GOAL OF THE EXERCISE
Print the whole listing exactly.

DATA TO EXAMINE

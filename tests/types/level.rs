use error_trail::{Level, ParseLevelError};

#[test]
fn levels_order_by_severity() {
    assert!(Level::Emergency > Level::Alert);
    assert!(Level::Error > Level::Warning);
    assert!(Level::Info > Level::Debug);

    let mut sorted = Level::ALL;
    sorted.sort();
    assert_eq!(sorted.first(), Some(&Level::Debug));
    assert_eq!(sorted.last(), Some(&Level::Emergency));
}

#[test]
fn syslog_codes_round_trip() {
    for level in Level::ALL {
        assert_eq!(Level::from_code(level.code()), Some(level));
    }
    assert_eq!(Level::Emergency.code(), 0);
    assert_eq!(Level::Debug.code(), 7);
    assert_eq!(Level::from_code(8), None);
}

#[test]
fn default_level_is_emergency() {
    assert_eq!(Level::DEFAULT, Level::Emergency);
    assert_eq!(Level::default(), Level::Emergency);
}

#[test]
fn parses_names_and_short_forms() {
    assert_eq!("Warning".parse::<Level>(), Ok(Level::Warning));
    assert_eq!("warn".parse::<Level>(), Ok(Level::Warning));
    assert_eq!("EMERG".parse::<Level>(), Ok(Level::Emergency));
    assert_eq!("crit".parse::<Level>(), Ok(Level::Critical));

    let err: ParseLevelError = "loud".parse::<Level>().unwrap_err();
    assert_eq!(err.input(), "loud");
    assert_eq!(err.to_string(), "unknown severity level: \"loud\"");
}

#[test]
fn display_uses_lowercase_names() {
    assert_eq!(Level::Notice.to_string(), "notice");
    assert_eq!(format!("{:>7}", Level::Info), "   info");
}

TASK RESPONSE
filename tests/types/level.rs
use error_trail::{Level, ParseLevelError};

#[test]
fn levels_order_by_severity() {
    assert!(Level::Emergency > Level::Alert);
    assert!(Level::Error > Level::Warning);
    assert!(Level::Info > Level::Debug);

    let mut sorted = Level::ALL;
    sorted.sort();
    assert_eq!(sorted.first(), Some(&Level::Debug));
    assert_eq!(sorted.last(), Some(&Level::Emergency));
}

#[test]
fn syslog_codes_round_trip() {
    for level in Level::ALL {
        assert_eq!(Level::from_code(level.code()), Some(level));
    }
    assert_eq!(Level::Emergency.code(), 0);
    assert_eq!(Level::Debug.code(), 7);
    assert_eq!(Level::from_code(8), None);
}

#[test]
fn default_level_is_emergency() {
    assert_eq!(Level::DEFAULT, Level::Emergency);
    assert_eq!(Level::default(), Level::Emergency);
}

#[test]
fn parses_names_and_short_forms() {
    assert_eq!("Warning".parse::<Level>(), Ok(Level::Warning));
    assert_eq!("warn".parse::<Level>(), Ok(Level::Warning));
    assert_eq!("EMERG".parse::<Level>(), Ok(Level::Emergency));
    assert_eq!("crit".parse::<Level>(), Ok(Level::Critical));

    let err: ParseLevelError = "loud".parse::<Level>().unwrap_err();
    assert_eq!(err.input(), "loud");
    assert_eq!(err.to_string(), "unknown severity level: \"loud\"");
}

#[test]
fn display_uses_lowercase_names() {
    assert_eq!(Level::Notice.to_string(), "notice");
    assert_eq!(format!("{:>7}", Level::Info), "   info");
}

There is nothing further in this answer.